JK Rowling describes her first marriage as violent and controlling; her husband threatened to hide, or even burn, the manuscript she was writing.

Jorges Arantes with JK Rowling. Picture: Shutterstock
Jorges Arantes with JK Rowling. Picture: Shutterstock

JK Rowling knows what it means to live in fear.

In a new podcast, she has described her first marriage as violent and controlling. She was young and broke and had a daughter, but no key to her own house.

Her husband was threatening to hide, or even burn, the manuscript she was writing. She couldn’t think what to do, or where to go, and she found the courage to leave only after police were called to her assistance.

Rowling has since given millions of dollars from her vast fortune to charities seeking to support other women who need to flee. By contrast, fear of losing her legacy in a row over her transgender tweets seems very small beer.
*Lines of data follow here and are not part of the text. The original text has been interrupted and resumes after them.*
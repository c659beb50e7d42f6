//! The management API: a single dispatcher over `(type, action, options)`.
//!
//! [`ManageApi::handle`] takes the entity type (`account`, `bucket`,
//! `upgrade`), a type-specific action, and an options object, and produces
//! exactly one of a structured response or a structured error, never
//! both. All validation happens before any side effect; all crate-local
//! errors are recovered here and mapped to the wire error codes.

mod accounts;
mod api;
mod buckets;
mod options;
mod response;
mod upgrades;
mod validation;

pub use api::ManageApi;
pub use options::{AccountOptions, BucketOptions, ListFilter, UpgradeOptions};
pub use response::{ManageError, ManageErrorCode, ManageResponse, ResponseCode};
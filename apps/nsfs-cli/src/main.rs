//! NSFS management CLI.
//!
//! Subcommand form: `nsfs-cli <type> <action> [--flag value]*` where the
//! type is `account`, `bucket`, or `upgrade`. Output is a single JSON
//! object on stdout: `{"response": ...}` on success, `{"error": ...}` on
//! failure.
//!
//! Exit codes: `0` success, `1` usage, `2` internal error.
//!
//! # Environment Variables
//!
//! | Variable | Default | Description |
//! |----------|---------|-------------|
//! | `NSFS_NC_DEFAULT_CONF_DIR` | `/etc/noobaa.conf.d` | Config root |
//! | `NSFS_GLACIER_LOGS_DIR` | `/var/log/noobaa/wal` | WAL directory |
//! | `CONFIG_ROOT_BACKEND` | `none` | `none` or `GPFS` |
//! | `LOG_LEVEL` | `info` | Log level filter |
//! | `RUST_LOG` | *(unset)* | Fine-grained filter (overrides `LOG_LEVEL`) |
//! | `DISABLE_INIT_RANDOM_SEED` | `false` | Deterministic keys (test-only) |

mod args;

use std::process::ExitCode;

use anyhow::{Context, Result};
use clap::Parser;
use nsfs_core::NsfsConfig;
use nsfs_manage::ManageApi;
use tracing::debug;
use tracing_subscriber::EnvFilter;

use crate::args::Cli;

/// Initialize the tracing subscriber.
///
/// Uses `RUST_LOG` if set, otherwise falls back to the `LOG_LEVEL` config
/// value. Logs go to stderr; stdout carries only the JSON result.
fn init_tracing(log_level: &str) -> Result<()> {
    let filter = if std::env::var("RUST_LOG").is_ok() {
        EnvFilter::from_default_env()
    } else {
        EnvFilter::try_new(log_level)
            .with_context(|| format!("invalid log level filter: {log_level}"))?
    };

    tracing_subscriber::fmt()
        .with_env_filter(filter)
        .with_writer(std::io::stderr)
        .with_target(true)
        .init();

    Ok(())
}

#[tokio::main]
async fn main() -> ExitCode {
    let cli = match Cli::try_parse() {
        Ok(cli) => cli,
        Err(e) => {
            // Clap renders its own message (including --help / --version).
            let _ = e.print();
            return if e.use_stderr() {
                ExitCode::from(1)
            } else {
                ExitCode::SUCCESS
            };
        }
    };

    let config = match build_config(&cli) {
        Ok(config) => config,
        Err(e) => {
            eprintln!("error: {e}");
            return ExitCode::from(1);
        }
    };

    if let Err(e) = init_tracing(&config.log_level) {
        eprintln!("error: {e}");
        return ExitCode::from(1);
    }

    let (entity, action, options) = match cli.into_call() {
        Ok(call) => call,
        Err(e) => {
            eprintln!("error: {e}");
            return ExitCode::from(1);
        }
    };
    debug!(entity, action, "invoking management API");

    let api = ManageApi::new(config);
    match api.handle(&entity, &action, options).await {
        Ok(response) => {
            println!("{}", response.to_wire());
            ExitCode::SUCCESS
        }
        Err(error) => {
            println!("{}", error.to_wire());
            ExitCode::from(2)
        }
    }
}

/// Environment config with CLI-flag overrides applied.
fn build_config(cli: &Cli) -> Result<NsfsConfig> {
    let mut config = NsfsConfig::from_env()?;
    if let Some(config_root) = &cli.config_root {
        config.config_root.clone_from(config_root);
    }
    if let Some(backend) = &cli.config_root_backend {
        config.config_root_backend = nsfs_core::ConfigRootBackend::parse(backend)?;
    }
    Ok(config)
}
//! Account validation: identity exclusivity, key formats, path probes.

use std::path::Path;
use std::sync::LazyLock;

use nsfs_core::FsIdentity;
use rand::rngs::StdRng;
use rand::{RngExt, SeedableRng};
use regex::Regex;

use crate::options::AccountOptions;
use crate::response::{ManageError, ManageErrorCode};

/// Access keys: exactly 20 alphanumeric characters.
static ACCESS_KEY_RE: LazyLock<Regex> =
    LazyLock::new(|| Regex::new(r"^[A-Za-z0-9]{20}$").expect("static regex compiles"));

/// Secret keys: exactly 40 characters of the base64 alphabet.
static SECRET_KEY_RE: LazyLock<Regex> =
    LazyLock::new(|| Regex::new(r"^[A-Za-z0-9+/]{40}$").expect("static regex compiles"));

const ACCESS_KEY_LEN: usize = 20;
const SECRET_KEY_LEN: usize = 40;

const ACCESS_KEY_ALPHABET: &[u8] =
    b"ABCDEFGHIJKLMNOPQRSTUVWXYZabcdefghijklmnopqrstuvwxyz0123456789";
const SECRET_KEY_ALPHABET: &[u8] =
    b"ABCDEFGHIJKLMNOPQRSTUVWXYZabcdefghijklmnopqrstuvwxyz0123456789+/";

/// Extract the account identity from the options.
///
/// Exactly one form must be supplied: `uid` + `gid`, or `user`.
pub fn identity_from_options(options: &AccountOptions) -> Result<FsIdentity, ManageError> {
    match (options.uid, options.gid, options.user.as_ref()) {
        (Some(uid), Some(gid), None) => Ok(FsIdentity::UidGid { uid, gid }),
        (None, None, Some(user)) => Ok(FsIdentity::DistinguishedName(user.clone())),
        (None, None, None) => Err(ManageError::new(
            ManageErrorCode::InvalidArgument,
            "account identity is required: supply either uid and gid, or user",
        )),
        _ => Err(ManageError::new(
            ManageErrorCode::InvalidArgument,
            "account identity is ambiguous: supply either uid and gid, or user, not both",
        )),
    }
}

/// Check the access / secret key pair rules for a create.
///
/// Both or neither must be supplied; each supplied key must match its
/// format. Returns the explicit pair when both were given.
pub fn check_key_pair(
    options: &AccountOptions,
) -> Result<Option<(String, String)>, ManageError> {
    match (options.access_key.as_ref(), options.secret_key.as_ref()) {
        (None, None) => Ok(None),
        (Some(access_key), Some(secret_key)) => {
            validate_access_key_format(access_key)?;
            validate_secret_key_format(secret_key)?;
            Ok(Some((access_key.clone(), secret_key.clone())))
        }
        (Some(_), None) => Err(ManageError::new(
            ManageErrorCode::AccountAccessKeyFlagComplexity,
            "access_key was supplied without secret_key",
        )),
        (None, Some(_)) => Err(ManageError::new(
            ManageErrorCode::AccountSecretKeyFlagComplexity,
            "secret_key was supplied without access_key",
        )),
    }
}

/// Validate the access-key format.
pub fn validate_access_key_format(access_key: &str) -> Result<(), ManageError> {
    if ACCESS_KEY_RE.is_match(access_key) {
        Ok(())
    } else {
        Err(ManageError::new(
            ManageErrorCode::AccountAccessKeyFlagComplexity,
            format!("access_key must be {ACCESS_KEY_LEN} alphanumeric characters"),
        ))
    }
}

/// Validate the secret-key format.
pub fn validate_secret_key_format(secret_key: &str) -> Result<(), ManageError> {
    if SECRET_KEY_RE.is_match(secret_key) {
        Ok(())
    } else {
        Err(ManageError::new(
            ManageErrorCode::AccountSecretKeyFlagComplexity,
            format!("secret_key must be {SECRET_KEY_LEN} characters of A-Za-z0-9+/"),
        ))
    }
}

/// Generate a fresh access/secret pair.
///
/// `deterministic` (test-only, `DISABLE_INIT_RANDOM_SEED`) produces the
/// same pair on every call.
#[must_use]
pub fn generate_key_pair(deterministic: bool) -> (String, String) {
    let mut rng = make_rng(deterministic);
    let access_key = random_key(&mut rng, ACCESS_KEY_LEN, ACCESS_KEY_ALPHABET);
    let secret_key = random_key(&mut rng, SECRET_KEY_LEN, SECRET_KEY_ALPHABET);
    (access_key, secret_key)
}

/// Probe `new_buckets_path` for read + write under the account identity.
pub async fn validate_new_buckets_path(
    path: &str,
    identity: &FsIdentity,
) -> Result<(), ManageError> {
    if path.is_empty() {
        return Err(ManageError::new(
            ManageErrorCode::InvalidArgument,
            "new_buckets_path must be a non-empty string",
        ));
    }
    let (uid, gid) = nsfs_identity::resolve_identity(identity).await?;
    nsfs_identity::probe_access(Path::new(path), uid, gid).await?;
    Ok(())
}

fn make_rng(deterministic: bool) -> StdRng {
    if deterministic {
        StdRng::seed_from_u64(0)
    } else {
        rand::make_rng()
    }
}

fn random_key(rng: &mut StdRng, len: usize, alphabet: &[u8]) -> String {
    (0..len)
        .map(|_| char::from(alphabet[rng.random_range(0..alphabet.len())]))
        .collect()
}
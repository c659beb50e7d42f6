//! The persisted account record and its filesystem identity block.

use chrono::{DateTime, Utc};
use nsfs_core::FsIdentity;
use serde::{Deserialize, Serialize};
use uuid::Uuid;

/// An access-key pair published for one account.
///
/// The access key is a 20-character alphanumeric identifier, globally unique
/// across accounts; the secret is a 40-character shared secret.
#[derive(Debug, Clone, PartialEq, Eq, Serialize, Deserialize)]
pub struct AccessKeyPair {
    /// The 20-character access key id.
    pub access_key: String,
    /// The 40-character secret key.
    pub secret_key: String,
}

/// The filesystem identity block of an account.
///
/// Exactly one identity form must be populated: either `uid` + `gid`, or
/// `distinguished_name`. The record keeps all three keys so that the JSON
/// stays bit-compatible; [`Self::identity`] is the checked accessor.
#[derive(Debug, Clone, PartialEq, Eq, Serialize, Deserialize)]
pub struct NsfsAccountConfig {
    /// Effective user id, when the numeric form is used.
    #[serde(skip_serializing_if = "Option::is_none")]
    pub uid: Option<u32>,
    /// Effective group id, when the numeric form is used.
    #[serde(skip_serializing_if = "Option::is_none")]
    pub gid: Option<u32>,
    /// System user name, when the distinguished-name form is used.
    #[serde(skip_serializing_if = "Option::is_none")]
    pub distinguished_name: Option<String>,
    /// Directory the account creates buckets under; must be accessible to
    /// the identity above.
    pub new_buckets_path: String,
}

impl NsfsAccountConfig {
    /// The identity this block describes, or `None` when zero or both
    /// forms are populated.
    #[must_use]
    pub fn identity(&self) -> Option<FsIdentity> {
        match (self.uid, self.gid, self.distinguished_name.as_ref()) {
            (Some(uid), Some(gid), None) => Some(FsIdentity::UidGid { uid, gid }),
            (None, None, Some(name)) => Some(FsIdentity::DistinguishedName(name.clone())),
            _ => None,
        }
    }
}

/// The persisted account record (`accounts/<name>.json`).
#[derive(Debug, Clone, PartialEq, Eq, Serialize, Deserialize)]
pub struct Account {
    /// Unique record id.
    #[serde(rename = "_id")]
    pub id: String,
    /// Unique account name; doubles as the config file name.
    pub name: String,
    /// Contact email, if any.
    #[serde(skip_serializing_if = "Option::is_none")]
    pub email: Option<String>,
    /// When the account was created (RFC 3339).
    pub creation_date: DateTime<Utc>,
    /// Access-key pairs, each published as a symlink in `access_keys/`.
    pub access_keys: Vec<AccessKeyPair>,
    /// Filesystem identity and bucket-creation root.
    pub nsfs_account_config: NsfsAccountConfig,
    /// Whether the account may create buckets.
    #[serde(skip_serializing_if = "Option::is_none")]
    pub allow_bucket_creation: Option<bool>,
}

impl Account {
    /// Create a fresh record with a generated `_id` and the current time.
    #[must_use]
    pub fn new(name: String, config: NsfsAccountConfig) -> Self {
        Self {
            id: Uuid::new_v4().to_string(),
            name,
            email: None,
            creation_date: Utc::now(),
            access_keys: Vec::new(),
            nsfs_account_config: config,
            allow_bucket_creation: None,
        }
    }

    /// Whether any of the account's pairs carries this access key.
    #[must_use]
    pub fn has_access_key(&self, access_key: &str) -> bool {
        self.access_keys.iter().any(|p| p.access_key == access_key)
    }

    /// Whether bucket creation is allowed (defaults to true when unset).
    #[must_use]
    pub fn may_create_buckets(&self) -> bool {
        self.allow_bucket_creation.unwrap_or(true)
    }
}
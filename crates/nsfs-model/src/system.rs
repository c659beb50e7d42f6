//! The `system.json` record: per-host versions and the config-directory
//! upgrade state.
//!
//! The hostname map is flattened at the top level of the JSON object, next
//! to the optional `config_directory` key, matching live deployments:
//!
//! ```json
//! {
//!   "host-a": { "current_version": "5.18.0", "upgrade_history": { "successful_upgrades": [] } },
//!   "config_directory": { "config_dir_version": "1.0.0", "phase": "CONFIG_DIR_UNLOCKED", ... }
//! }
//! ```

use std::collections::BTreeMap;

use serde::{Deserialize, Serialize};

/// Phase latch of the config-directory schema.
#[derive(Debug, Clone, Copy, PartialEq, Eq, Serialize, Deserialize)]
pub enum ConfigDirPhase {
    /// An upgrade holds the directory; other writers must refuse.
    #[serde(rename = "CONFIG_DIR_LOCKED")]
    Locked,
    /// Steady state.
    #[serde(rename = "CONFIG_DIR_UNLOCKED")]
    Unlocked,
}

/// One completed package upgrade on a host.
#[derive(Debug, Clone, PartialEq, Eq, Serialize, Deserialize)]
pub struct PackageUpgrade {
    /// Completion time, epoch milliseconds.
    pub timestamp: i64,
    /// Package version before the upgrade.
    pub from_version: String,
    /// Package version after the upgrade.
    pub to_version: String,
}

/// Upgrade history, newest first.
#[derive(Debug, Clone, PartialEq, Eq, Serialize, Deserialize)]
pub struct UpgradeHistory<T> {
    /// Completed upgrades, most recent at the front.
    pub successful_upgrades: Vec<T>,
}

// Manual impl: the derived Default would bound `T: Default` even though an
// empty Vec needs no such thing.
impl<T> Default for UpgradeHistory<T> {
    fn default() -> Self {
        Self {
            successful_upgrades: Vec::new(),
        }
    }
}

/// Per-host record inside `system.json`.
#[derive(Debug, Clone, PartialEq, Eq, Serialize, Deserialize)]
pub struct HostRecord {
    /// Package version currently deployed on the host.
    pub current_version: String,
    /// The host's package upgrade history.
    #[serde(default)]
    pub upgrade_history: UpgradeHistory<PackageUpgrade>,
}

/// The in-flight config-directory upgrade, owned by exactly one host.
///
/// Package and config-dir from/to versions are both recorded, denormalized,
/// and preserved verbatim in the history entry on success.
#[derive(Debug, Clone, PartialEq, Eq, Serialize, Deserialize)]
pub struct InProgressUpgrade {
    /// When the upgrade started, epoch milliseconds.
    pub start_timestamp: i64,
    /// Hostname of the host driving the upgrade.
    pub running_host: String,
    /// Package version the cluster was verified at.
    pub package_from_version: String,
    /// Package version of the running host.
    pub package_to_version: String,
    /// Config-dir schema version before the upgrade.
    pub config_dir_from_version: String,
    /// Config-dir schema version being upgraded to.
    pub config_dir_to_version: String,
    /// Identifiers of scripts that already ran, in order.
    #[serde(default, skip_serializing_if = "Vec::is_empty")]
    pub completed_scripts: Vec<String>,
    /// Failure detail when a script aborted the upgrade.
    #[serde(skip_serializing_if = "Option::is_none")]
    pub error: Option<String>,
}

/// One completed config-directory upgrade in the history.
#[derive(Debug, Clone, PartialEq, Eq, Serialize, Deserialize)]
pub struct ConfigDirUpgrade {
    /// Completion time, epoch milliseconds.
    pub timestamp: i64,
    /// Hostname of the host that drove the upgrade.
    pub running_host: String,
    /// Package version the cluster was verified at.
    pub package_from_version: String,
    /// Package version of the driving host.
    pub package_to_version: String,
    /// Config-dir schema version before the upgrade.
    pub config_dir_from_version: String,
    /// Config-dir schema version after the upgrade.
    pub config_dir_to_version: String,
    /// Identifiers of the scripts that ran, in order.
    #[serde(default, skip_serializing_if = "Vec::is_empty")]
    pub completed_scripts: Vec<String>,
}

/// The `config_directory` block of `system.json`.
#[derive(Debug, Clone, PartialEq, Eq, Serialize, Deserialize)]
pub struct ConfigDirectory {
    /// Schema version of the config directory contents.
    pub config_dir_version: String,
    /// The upgrade phase latch.
    pub phase: ConfigDirPhase,
    /// The in-flight upgrade, if one holds the latch.
    #[serde(skip_serializing_if = "Option::is_none")]
    pub in_progress_upgrade: Option<InProgressUpgrade>,
    /// Completed config-dir upgrades, newest first.
    #[serde(default)]
    pub upgrade_history: UpgradeHistory<ConfigDirUpgrade>,
}

/// The whole of `system.json`.
#[derive(Debug, Clone, Default, PartialEq, Eq, Serialize, Deserialize)]
pub struct SystemConfig {
    /// Config-directory schema state, absent on pre-schema deployments.
    #[serde(skip_serializing_if = "Option::is_none")]
    pub config_directory: Option<ConfigDirectory>,
    /// Per-host records, keyed by hostname, flattened into the top level.
    #[serde(flatten)]
    pub hosts: BTreeMap<String, HostRecord>,
}

impl SystemConfig {
    /// The set of hostnames recorded in the system.
    #[must_use]
    pub fn host_names(&self) -> Vec<&str> {
        self.hosts.keys().map(String::as_str).collect()
    }

    /// Whether the config directory is currently latched by an upgrade.
    #[must_use]
    pub fn is_locked(&self) -> bool {
        self.config_directory
            .as_ref()
            .is_some_and(|cd| cd.phase == ConfigDirPhase::Locked)
    }
}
Those who believed otherwise, she says, “could not have misunderstood me more.”

“I do not walk around my house thinking about my legacy,” Rowling says in The Witch Trials of JK Rowling, which debuted its two episodes on Wednesday.

“Whatever, I’ll be dead. I care about now. I care about the living.”

The podcast, which is hosted by a reformed member of the Westboro Baptist Church – slogan, “God Hates Fags” – delves into the real panic and danger that Rowling has faced over the course of her life.

The Elephant House cafe in Edinburgh, birthplace of JK Rowling's Harry Potter novels.
The Elephant House cafe in Edinburgh, birthplace of JK Rowling's Harry Potter novels.

Rowling first began to speak about the impact of violence on her life in 2020, when she said: “I’ve been in the public eye now for over twenty years and have never talked publicly about being a domestic abuse and sexual assault survivor.

“This isn’t because I’m ashamed those things happened to me, but because they’re traumatic to revisit and remember.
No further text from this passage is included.